Whereas here in Minnesota. . .

Leah
November 3, 2008 12:39 AM
http://www.amazon.com/Harrius-Potter-Philosophi-Lapis-Philosophers/dp/1582348251

I forgot to add, in reference to the above link, which is about the resurgence of Latin in Minnesota schools--it's so obviously the influence of the Harry Potter books (but the article doesn't even mention it.)

Perhaps these adults are a bit clueless, but as the mother of a 9 year-old-boy who has read six of the HP novels aloud, in their entirety,(and who is about to embark upon the 7th) I am all too well aware of the new lure of Latin.

If the sprinkling of Latin and pseudo-Latin in the novels weren't enough, there's even an all-Latin translation of the first book in the series. (See link above.) How cool is that?

Scott Walker
November 3, 2008 12:44 AM

I don't know about taking paleocons seriously, but I do know that if you, Your Name @ 12:08, believe that Jonah Goldberg packs more intellectual heft than Deneen or Larison, I cannot take you seriously. And just what makes you qualified to comment on the quality of Obama's education? Did you happen to be there, or perhaps you have examined his transcripts, or are you just blowing smoke, as one might expect of an emotivist, non-rational thinker?

Reaganite in NYC
November 3, 2008 1:34 AM

Rod,

This news from England is pretty nutty.

But, Rod, why did you have to begin your post with the gratuitous slap-down of Sarah Palin and her admirers? As my Jewish neighbor here in NYC constantly reminds her grandchildren: "Be nice."

The anonymous poster at 12:08 made a valid comment, I think, about what an Obama/Pelosi/Reid axis will mean for the future of education in this country ... although I tire of the whole "paleo-con vs. neo-con" slugfest reflected in comments by "anonymous." Yes, it is useful intelletually to understand and clarify the polarities expressed in the differences between "paleocon" and "neocon" but as a practical, political matter it makes sense to find areas of agreement.

Reaganite in NYC
November 3, 2008 1:50 AM

This news from the UK is nutty and a black mark on these local authorities ....

.... but I also recall that Churchill was not a fan of poly-syllabic "latinate" words and preferred to substitute for them, wherever possible, short "Anglo Saxon" words in his orations, etc.
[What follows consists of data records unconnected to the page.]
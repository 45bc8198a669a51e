use super::{ListData, Payload, Tag};
use crate::{Error, Result, TagKind};

impl Tag {
    fn with_list<R>(&self, f: impl FnOnce(&ListData) -> R) -> Result<R> {
        match &self.node.borrow().payload {
            Payload::List(list) => Ok(f(list)),
            payload => Err(not_a_list(payload.kind())),
        }
    }

    fn with_list_mut<R>(&self, f: impl FnOnce(&mut ListData) -> Result<R>) -> Result<R> {
        match &mut self.node.borrow_mut().payload {
            Payload::List(list) => f(list),
            payload => Err(not_a_list(payload.kind())),
        }
    }

    /// The kind every element of this list must have; `None` while unset.
    pub fn list_kind(&self) -> Result<Option<TagKind>> {
        self.with_list(|list| list.kind)
    }

    /// Changes the element kind of a list.
    ///
    /// `None` and `End` are only accepted while the list is empty. A
    /// non-empty list only accepts the kind its elements already have.
    pub fn set_list_kind(&self, kind: Option<TagKind>) -> Result<()> {
        self.with_list_mut(|list| {
            if let Some(first) = list.items.first() {
                if kind != Some(first.kind()) {
                    return Err(Error::argument(format!(
                        "a list holding {} elements cannot change its element kind",
                        first.kind()
                    )));
                }
            }
            list.kind = kind;
            Ok(())
        })
    }

    /// Inserts `tag` before position `index`, shifting later elements.
    pub fn insert(&self, index: usize, tag: Tag) -> Result<()> {
        self.list_insert(Some(index), tag)
    }

    pub(super) fn list_insert(&self, index: Option<usize>, tag: Tag) -> Result<()> {
        self.check_adoptable(&tag)?;
        check_unnamed(&tag)?;
        let kind = tag.kind();
        self.with_list_mut(|list| {
            let index = index.unwrap_or(list.items.len());
            if index > list.items.len() {
                return Err(Error::argument(format!(
                    "index {index} is out of range for a list of {} elements",
                    list.items.len()
                )));
            }
            accept_kind(list, kind)?;
            list.items.insert(index, tag.share());
            Ok(())
        })?;
        tag.set_parent(Some(self));
        Ok(())
    }

    pub(super) fn list_set(&self, index: usize, tag: Tag) -> Result<()> {
        self.check_adoptable(&tag)?;
        check_unnamed(&tag)?;
        let kind = tag.kind();
        let previous = self.with_list_mut(|list| {
            let len = list.items.len();
            let slot = list.items.get_mut(index).ok_or_else(|| {
                Error::argument(format!(
                    "index {index} is out of range for a list of {len} elements"
                ))
            })?;
            if let Some(expected) = list.kind {
                if expected != kind {
                    return Err(Error::argument(format!(
                        "list elements must be {expected}, got {kind}"
                    )));
                }
            }
            Ok(std::mem::replace(slot, tag.share()))
        })?;
        previous.set_parent(None);
        tag.set_parent(Some(self));
        Ok(())
    }

    /// Detaches and returns the element at `index`.
    pub fn remove_at(&self, index: usize) -> Result<Tag> {
        let removed = self.with_list_mut(|list| {
            if index >= list.items.len() {
                return Err(Error::argument(format!(
                    "index {index} is out of range for a list of {} elements",
                    list.items.len()
                )));
            }
            Ok(list.items.remove(index))
        })?;
        removed.set_parent(None);
        Ok(removed)
    }

    /// Position of `tag` (by identity) in this list.
    pub fn index_of(&self, tag: &Tag) -> Result<Option<usize>> {
        self.with_list(|list| list.items.iter().position(|item| item.ptr_eq(tag)))
    }
}

fn check_unnamed(tag: &Tag) -> Result<()> {
    if tag.has_name() {
        return Err(Error::argument("list elements must be unnamed"));
    }
    Ok(())
}

/// Fixes the element kind on the first element and enforces it afterwards.
/// An empty list typed `End` adopts the kind of its first element.
fn accept_kind(list: &mut ListData, kind: TagKind) -> Result<()> {
    match list.kind {
        Some(expected) if expected == kind => Ok(()),
        None => {
            list.kind = Some(kind);
            Ok(())
        }
        Some(TagKind::End) if list.items.is_empty() => {
            list.kind = Some(kind);
            Ok(())
        }
        Some(expected) => Err(Error::argument(format!(
            "list elements must be {expected}, got {kind}"
        ))),
    }
}

fn not_a_list(kind: TagKind) -> Error {
    Error::invalid_operation(format!("expected a TAG_List, found a {kind}"))
}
If I'm also not mistaken, I also believe that Orwell in his famous essay, "Politics and the Engish Language," expressed (among other things) the same preference for Anglo-Saxon words over their Latin and "latinate" alternatives (including originally French words that seeped into the language following the Norman invasion in the 11th century).

Churchill and Orwell, of course, gave reasons for this preference that had nothing to do with those of the do-do brains in these local UK governments. Their reasons were largely stylistic.

rombald
November 3, 2008 5:11 AM

I'm with Reaganite on this one. The use of Latinate phrases in English is generally a sign of wishing to show off one's education, pomposity, or simply lack of connection with what the words actually mean. If I were to sit on some sort of English version of the Academie Francaise I would try to re-Anglicise English. Most regional dialects are less Latinate than standard English, which is really the creole of the Norman elite. I don't think it's true anymore but, as late as the 19th century, people on parts of the east coast could communicate with Friesians.

Having said that, I doubt that Bournemouth council's motives are along those lines. Bournemouth is a seaside town on the south coast, that I think of, perhaps wrongly, as populated entirely by retired, middle-class people - I don't think of it as the cutting edge of either linguistic ideology (tonguewise thoughtcraft? - LOL) or social engineering (folkish wrightwork?). I just think that local government officials enjoy making petty rules.

steve
November 3, 2008 5:45 AM

There has certainly been an outpouring of posts on this board declaring that reading and studying is either bad or not necessary. Makes me miss Buckley. I assume whoever compared Goldberg and Larison was joking or never actually reads them.

Steve

Lord Karth
November 3, 2008 5:58 AM

This is one of the more ridiculous bits of petty, penny-ante rule-making I've seen in recent months. (And, as a lawyer, I deal with agencies that specialize in the art on a daily basis.)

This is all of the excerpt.